We, the people they loved, heard all the standards — Silent Night, Feliz Navidad, Rocking Around the Christmas Tree. And even more non-standards — so many niche songs I’d never heard before and assume will never hear again.
There were first graders singing All I Want for Christmas is my Two Front Teeth, the union of their small lisping voices a carol of adorable bells.
There were older students who’d decided singing was not for them this year, mouths stone still, enduring the song.
There were, across all grades, ukeleles.
We parents would crane our necks to see the one little head we loved best up there on the risers. Many of us would stack in the side aisles to take pictures or videos, until the year the school announced that it would record the entire proceeding and send a link later so parents could just be in the moment and enjoy the performances live, while they were happening, and not through the tiny rectangle of our phones.

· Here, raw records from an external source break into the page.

use std::collections::{BTreeMap, BTreeSet};

use crate::ids::TabId;
use crate::policy::should_skip_archive;
use crate::tab::TabInfo;

/// Milliseconds since the Unix epoch.
pub type Timestamp = i64;

/// URLs with no open tab are dropped once their last activity is this old.
pub const STALE_ACTIVITY_MS: i64 = 30 * 24 * 60 * 60 * 1000;

/// Last-activity bookkeeping.
///
/// `url_activity` is durable and keyed by URL so recency survives a restart.
/// `tab_index` only lives for one session and resolves closed tab ids back to
/// their URL.
#[derive(Debug, Clone, Default, PartialEq, Eq)]
pub struct ActivityTracker {
    url_activity: BTreeMap<String, Timestamp>,
    tab_index: BTreeMap<TabId, String>,
}

impl ActivityTracker {
    pub fn with_url_activity(url_activity: BTreeMap<String, Timestamp>) -> Self {
        Self {
            url_activity,
            tab_index: BTreeMap::new(),
        }
    }

    pub fn url_activity(&self) -> &BTreeMap<String, Timestamp> {
        &self.url_activity
    }

    pub fn tab_index(&self) -> &BTreeMap<TabId, String> {
        &self.tab_index
    }

    /// Returns `true` when a timestamp was written.
    pub fn record_activity(&mut self, url: &str, now: Timestamp) -> bool {
        if url.is_empty() || should_skip_archive(url) {
            return false;
        }
        self.url_activity.insert(url.to_owned(), now);
        true
    }

    /// Records activity for `url` and points `tab_id` at it.
    pub fn observe(&mut self, tab_id: TabId, url: &str, now: Timestamp) -> bool {
        if !self.record_activity(url, now) {
            return false;
        }
        self.tab_index.insert(tab_id, url.to_owned());
        true
    }

    /// Unknown URLs count as active right now so that tabs which were never
    /// indexed are not immediately eligible for eviction.
    pub fn last_active(&self, url: &str, now: Timestamp) -> Timestamp {
        self.url_activity.get(url).copied().unwrap_or(now)
    }

    /// Rebuilds the tab index from the currently open tabs, seeds missing
    /// timestamps and drops URLs that have been closed for over 30 days.
    ///
    /// Returns the number of stale URLs removed.
    pub fn reindex_on_startup(&mut self, open_tabs: &[TabInfo], now: Timestamp) -> usize {
        self.tab_index.clear();
        for tab in open_tabs {
            if tab.url.is_empty() || should_skip_archive(&tab.url) {
                continue;
            }
            self.url_activity.entry(tab.url.clone()).or_insert(now);
            self.tab_index.insert(tab.id, tab.url.clone());
        }

        let open_urls: BTreeSet<&String> = self.tab_index.values().collect();
        let cutoff = now.saturating_sub(STALE_ACTIVITY_MS);
        let stale: Vec<String> = self
            .url_activity
            .iter()
            .filter(|(url, timestamp)| !open_urls.contains(url) && **timestamp < cutoff)
            .map(|(url, _)| url.clone())
            .collect();
        for url in &stale {
            self.url_activity.remove(url);
        }
        stale.len()
    }

    /// Drops the index entry only; the URL keeps its history in case it is
    /// reopened.
    pub fn remove_tab(&mut self, tab_id: TabId) -> Option<String> {
        self.tab_index.remove(&tab_id)
    }

    /// Removes both the index entry and the URL timestamp of an archived tab.
    pub fn forget(&mut self, tab_id: TabId, url: &str) {
        self.tab_index.remove(&tab_id);
        self.url_activity.remove(url);
    }
}

#[cfg(test)]
mod tests {
    use crate::ids::WindowId;

    use super::*;

    const DAY_MS: i64 = 24 * 60 * 60 * 1000;

    #[test]
    fn skip_archive_and_empty_urls_are_never_tracked() {
        let mut tracker = ActivityTracker::default();

        assert!(!tracker.record_activity("", 10));
        assert!(!tracker.record_activity("about:blank", 10));
        assert!(!tracker.observe(TabId(1), "file:///tmp/x.html", 10));
        assert!(tracker.url_activity().is_empty());
        assert!(tracker.tab_index().is_empty());
    }

    #[test]
    fn unknown_url_is_treated_as_fresh() {
        let mut tracker = ActivityTracker::default();
        tracker.record_activity("https://a.example", 100);

        assert_eq!(tracker.last_active("https://a.example", 500), 100);
        assert_eq!(tracker.last_active("https://never-seen.example", 500), 500);
    }

    #[test]
    fn reindex_preserves_existing_timestamps() {
        let mut tracker = ActivityTracker::with_url_activity(BTreeMap::from([(
            "https://old.example".to_owned(),
            1_000,
        )]));
        let tabs = vec![
            TabInfo::new(TabId(1), WindowId(1), "https://old.example"),
            TabInfo::new(TabId(2), WindowId(1), "https://new.example"),
            TabInfo::new(TabId(3), WindowId(1), "about:blank"),
        ];

        tracker.reindex_on_startup(&tabs, 50_000);

        assert_eq!(tracker.last_active("https://old.example", 50_000), 1_000);
        assert_eq!(tracker.url_activity().get("https://new.example"), Some(&50_000));
        assert_eq!(tracker.tab_index().len(), 2);
        assert!(!tracker.tab_index().contains_key(&TabId(3)));
    }

    #[test]
    fn reindex_sweeps_only_closed_urls_older_than_thirty_days() {
        let now = 100 * DAY_MS;
        let mut tracker = ActivityTracker::with_url_activity(BTreeMap::from([
            ("https://closed-old.example".to_owned(), now - 31 * DAY_MS),
            ("https://closed-recent.example".to_owned(), now - 29 * DAY_MS),
            ("https://open-old.example".to_owned(), now - 90 * DAY_MS),
        ]));
        let tabs = vec![TabInfo::new(
            TabId(1),
            WindowId(1),
            "https://open-old.example",
        )];

        let removed = tracker.reindex_on_startup(&tabs, now);

        assert_eq!(removed, 1);
        assert!(!tracker.url_activity().contains_key("https://closed-old.example"));
        assert!(tracker.url_activity().contains_key("https://closed-recent.example"));
        assert_eq!(
            tracker.last_active("https://open-old.example", now),
            now - 90 * DAY_MS
        );
    }

    #[test]
    fn closing_a_tab_keeps_url_history() {
        let mut tracker = ActivityTracker::default();
        tracker.observe(TabId(4), "https://a.example", 700);

        assert_eq!(tracker.remove_tab(TabId(4)), Some("https://a.example".to_owned()));
        assert_eq!(tracker.last_active("https://a.example", 900), 700);
        assert!(tracker.tab_index().is_empty());
    }

    #[test]
    fn forget_drops_both_maps() {
        let mut tracker = ActivityTracker::default();
        tracker.observe(TabId(4), "https://a.example", 700);

        tracker.forget(TabId(4), "https://a.example");

        assert!(tracker.tab_index().is_empty());
        assert!(tracker.url_activity().is_empty());
    }
}
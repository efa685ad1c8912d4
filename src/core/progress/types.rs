use serde::Serialize;

/// A single "is N% done with T" update, as served by the API.
#[derive(Debug, Clone, Serialize, PartialEq, Eq)]
#[serde(rename_all = "camelCase")]
pub struct ProgressRecord {
    pub title: String,
    pub progress: u32,
    pub cover_image: String,
}

impl ProgressRecord {
    pub fn new(title: impl Into<String>, progress: u32, cover_image: impl Into<String>) -> Self {
        Self {
            title: title.into(),
            progress,
            cover_image: cover_image.into(),
        }
    }
}
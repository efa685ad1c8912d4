use feed_rs::model::Entry;

use super::types::FeedItem;

#[derive(Debug, thiserror::Error)]
pub enum FeedParseError {
    #[error("feed payload is empty")]
    EmptyPayload,
    #[error("xml feed parse error: {0}")]
    Xml(#[from] feed_rs::parser::ParseFeedError),
}

/// Parses a raw feed document into its items, in document order.
///
/// The result is always a list, whether the channel holds zero, one or many items.
pub fn parse_feed_bytes(raw: &[u8]) -> Result<Vec<FeedItem>, FeedParseError> {
    let trimmed = trim_leading_ascii_whitespace(raw);
    if trimmed.is_empty() {
        return Err(FeedParseError::EmptyPayload);
    }
    let feed = feed_rs::parser::parse(trimmed)?;
    Ok(feed.entries.iter().map(item_from_entry).collect())
}

fn item_from_entry(entry: &Entry) -> FeedItem {
    let title = entry.title.as_ref().map(|text| text.content.clone());
    let description = entry.summary.as_ref().map(|text| text.content.clone());
    let content_encoded = entry
        .content
        .as_ref()
        .and_then(|content| content.body.clone());

    FeedItem {
        title,
        description,
        content_encoded,
    }
}

fn trim_leading_ascii_whitespace(raw: &[u8]) -> &[u8] {
    let mut index = 0;
    while index < raw.len() && raw[index].is_ascii_whitespace() {
        index += 1;
    }
    &raw[index..]
}
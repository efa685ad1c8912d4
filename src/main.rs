use reading_progress::core::config::AppConfig;

#[tokio::main]
async fn main() -> Result<(), Box<dyn std::error::Error>> {
    tracing_subscriber::fmt()
        .with_env_filter(
            tracing_subscriber::EnvFilter::try_from_default_env()
                .unwrap_or_else(|_| "reading_progress=info,tower_http=info".into()),
        )
        .init();

    let config = AppConfig::from_env()?;
    tracing::info!(feed_url = %config.feed_url, "configuration loaded");

    reading_progress::run(config).await?;
    Ok(())
}
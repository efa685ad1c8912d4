pub mod config;
pub mod feed;
pub mod progress;
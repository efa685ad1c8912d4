pub mod core;

use std::sync::Arc;

use axum::extract::State;
use axum::http::StatusCode;
use axum::response::{IntoResponse, Response};
use axum::routing::get;
use axum::{Json, Router};
use serde_json::json;
use tower_http::trace::TraceLayer;

use crate::core::config::AppConfig;
use crate::core::feed::fetcher::fetch_feed_items;
use crate::core::progress::extractor::extract_progress_records;
use crate::core::progress::samples;
use crate::core::progress::types::ProgressRecord;

#[derive(Debug, Clone)]
pub struct AppState {
    config: Arc<AppConfig>,
}

impl AppState {
    pub fn new(config: AppConfig) -> Self {
        Self {
            config: Arc::new(config),
        }
    }
}

#[derive(Debug, thiserror::Error)]
pub enum ApiError {
    #[error("invalid feed url {url:?}: {reason}")]
    InvalidFeedUrl { url: String, reason: String },
    #[error("failed to build http client: {0}")]
    HttpClient(#[from] reqwest::Error),
}

impl IntoResponse for ApiError {
    fn into_response(self) -> Response {
        (
            StatusCode::INTERNAL_SERVER_ERROR,
            Json(json!({ "error": "Failed to fetch book progress" })),
        )
            .into_response()
    }
}

pub fn create_router(state: AppState) -> Router {
    Router::new()
        .route("/currently-reading", get(currently_reading))
        .route("/testThreeItems", get(test_three_items))
        .route("/testTwoItems", get(test_two_items))
        .layer(TraceLayer::new_for_http())
        .with_state(state)
}

/// Binds the configured host and port. The host may be a name; it is resolved here.
pub async fn bind_listener(config: &AppConfig) -> std::io::Result<tokio::net::TcpListener> {
    tokio::net::TcpListener::bind((config.host.as_str(), config.port)).await
}

pub async fn run(config: AppConfig) -> std::io::Result<()> {
    let listener = bind_listener(&config).await?;
    let app = create_router(AppState::new(config));

    tracing::info!("Server running at http://{}", listener.local_addr()?);
    axum::serve(listener, app).await?;

    Ok(())
}

async fn currently_reading(
    State(state): State<AppState>,
) -> Result<Json<Vec<ProgressRecord>>, ApiError> {
    let books = load_progress_records(&state.config)
        .await
        .inspect_err(|error| tracing::error!(%error, "Error fetching book progress"))?;
    tracing::info!("Fetched {} items from RSS feed.", books.len());
    Ok(Json(books))
}

async fn test_three_items() -> Json<Vec<ProgressRecord>> {
    Json(samples::three_items())
}

async fn test_two_items() -> Json<Vec<ProgressRecord>> {
    Json(samples::two_items())
}

/// One fetch/parse/extract cycle. Upstream failures come back as an empty list;
/// only a bad feed URL or an unusable HTTP client is an error here.
async fn load_progress_records(config: &AppConfig) -> Result<Vec<ProgressRecord>, ApiError> {
    let feed_url =
        reqwest::Url::parse(&config.feed_url).map_err(|error| ApiError::InvalidFeedUrl {
            url: config.feed_url.clone(),
            reason: error.to_string(),
        })?;
    let client = reqwest::Client::builder()
        .timeout(config.fetch_timeout)
        .build()?;

    let items = fetch_feed_items(&client, feed_url.as_str()).await;
    Ok(extract_progress_records(&items))
}

#[cfg(test)]
mod tests {
    use super::*;
    use axum::body::{to_bytes, Body};
    use axum::http::{header::CONTENT_TYPE, Request};
    use serde_json::Value;
    use std::time::Duration;
    use tower::ServiceExt;

    const FIXTURE: &str = include_str!("../fixtures/goodreads-updates.rss.xml");
    const NO_PROGRESS_FEED: &str = r#"<?xml version="1.0" encoding="UTF-8"?>
<rss version="2.0">
  <channel>
    <title>Updates</title>
    <item>
      <title>Jane wants to read Piranesi</title>
      <description><![CDATA[<img src="https://example.com/piranesi._SY75_.jpg" />]]></description>
    </item>
  </channel>
</rss>"#;

    async fn spawn_upstream() -> (String, tokio::task::JoinHandle<()>) {
        let app = Router::new()
            .route(
                "/feed.xml",
                get(|| async { ([(CONTENT_TYPE, "application/rss+xml")], FIXTURE) }),
            )
            .route(
                "/quiet.xml",
                get(|| async { ([(CONTENT_TYPE, "application/rss+xml")], NO_PROGRESS_FEED) }),
            );
        let listener = tokio::net::TcpListener::bind("127.0.0.1:0")
            .await
            .expect("listener should bind");
        let address = listener.local_addr().expect("local addr should exist");
        let join_handle = tokio::spawn(async move {
            axum::serve(listener, app).await.expect("server should run");
        });
        (format!("http://{address}"), join_handle)
    }

    fn router_for(feed_url: &str) -> Router {
        create_router(AppState::new(AppConfig {
            feed_url: feed_url.to_string(),
            fetch_timeout: Duration::from_secs(5),
            ..AppConfig::default()
        }))
    }

    async fn get_json(app: Router, uri: &str) -> (StatusCode, Value) {
        let response = app
            .oneshot(
                Request::builder()
                    .uri(uri)
                    .body(Body::empty())
                    .expect("request must build"),
            )
            .await
            .expect("router is infallible");
        let status = response.status();
        let bytes = to_bytes(response.into_body(), usize::MAX)
            .await
            .expect("body must be readable");
        let body = serde_json::from_slice(&bytes).expect("body must be json");
        (status, body)
    }

    #[tokio::test]
    async fn currently_reading_serves_extracted_records() {
        let (base_url, server_task) = spawn_upstream().await;

        let (status, body) = get_json(
            router_for(&format!("{base_url}/feed.xml")),
            "/currently-reading",
        )
        .await;

        assert_eq!(status, StatusCode::OK);
        assert_eq!(
            body,
            json!([
                {
                    "title": "Sunrise on the Reaping",
                    "progress": 61,
                    "coverImage": "https://i.gr-assets.com/images/S/compressed.photo.goodreads.com/books/1729090282l/214333691._SX180_.jpg"
                },
                {
                    "title": "King Leopold's Ghost",
                    "progress": 55,
                    "coverImage": "https://i.gr-assets.com/images/S/compressed.photo.goodreads.com/books/1328315558i/10474352._SX180_.jpg"
                },
                {
                    "title": "Swimming in the Dark",
                    "progress": 38,
                    "coverImage": "https://covers.example.com/books/54496088.jpg"
                }
            ])
        );

        server_task.abort();
    }

    #[tokio::test]
    async fn currently_reading_without_progress_items_is_empty() {
        let (base_url, server_task) = spawn_upstream().await;

        let (status, body) = get_json(
            router_for(&format!("{base_url}/quiet.xml")),
            "/currently-reading",
        )
        .await;

        assert_eq!(status, StatusCode::OK);
        assert_eq!(body, json!([]));

        server_task.abort();
    }

    #[tokio::test]
    async fn currently_reading_with_unreachable_upstream_is_empty() {
        let listener = std::net::TcpListener::bind("127.0.0.1:0").expect("listener should bind");
        let address = listener.local_addr().expect("local addr should exist");
        drop(listener);

        let (status, body) = get_json(
            router_for(&format!("http://{address}/feed.xml")),
            "/currently-reading",
        )
        .await;

        assert_eq!(status, StatusCode::OK);
        assert_eq!(body, json!([]));
    }

    #[tokio::test]
    async fn currently_reading_with_invalid_feed_url_is_server_error() {
        let (status, body) = get_json(router_for("not a url"), "/currently-reading").await;

        assert_eq!(status, StatusCode::INTERNAL_SERVER_ERROR);
        assert_eq!(body, json!({ "error": "Failed to fetch book progress" }));
    }

    #[tokio::test]
    async fn bind_listener_resolves_host_names() {
        let config = AppConfig {
            host: "localhost".to_string(),
            port: 0,
            ..AppConfig::default()
        };
        let listener = bind_listener(&config)
            .await
            .expect("localhost should resolve and bind");
        let address = listener.local_addr().expect("local addr should exist");
        assert!(address.ip().is_loopback());
        assert_ne!(address.port(), 0);
    }

    #[tokio::test]
    async fn fixture_routes_ignore_upstream() {
        let app = router_for("not a url");

        let (status, body) = get_json(app.clone(), "/testThreeItems").await;
        assert_eq!(status, StatusCode::OK);
        assert_eq!(
            body,
            serde_json::to_value(samples::three_items()).expect("samples serialize")
        );
        assert_eq!(body[0]["title"], "Sunrise on the Reaping");
        assert_eq!(body[0]["coverImage"], "https://i.gr-assets.com/images/S/compressed.photo.goodreads.com/books/1729090282l/214333691._SX180_.jpg");

        let (status, body) = get_json(app, "/testTwoItems").await;
        assert_eq!(status, StatusCode::OK);
        assert_eq!(body.as_array().map(Vec::len), Some(2));
        assert_eq!(body[0]["title"], "King Leopold's Ghost");
        assert_eq!(body[1]["progress"], 38);
    }
}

This chapel was the last thing the kids had to do before vacation. The freedom, the promise of the coming weeks made sitting still in pews an impossibility. From the back of the chapel the view was two hundred small and medium heads bobbing as if happy buoys in a holiday sea.
It was so merry.
When chapel ended: bedlam. There would be a reception in the room that served as this tiny school’s cafeteria or gym or theater, depending on the hour of the day. Center tables would be piled with baked goods room parents had solicited with sign up spreadsheets. In the early years, I made cookies. Once a painstaking variety that were meant to look like mugs of hot chocolate somehow, a marshmallow on top of a sugar cookie saucer, with candy cane bends as mug handles. The recipe had seemed so simple. The assembly had not been and the final product looked, above all else, complicated. After that year, I raced to every sign up sheet to secure the win: napkins, plates, cups, sometimes juice — the kinds of non-perishable things that could be purchased and dropped off as-is and in advance.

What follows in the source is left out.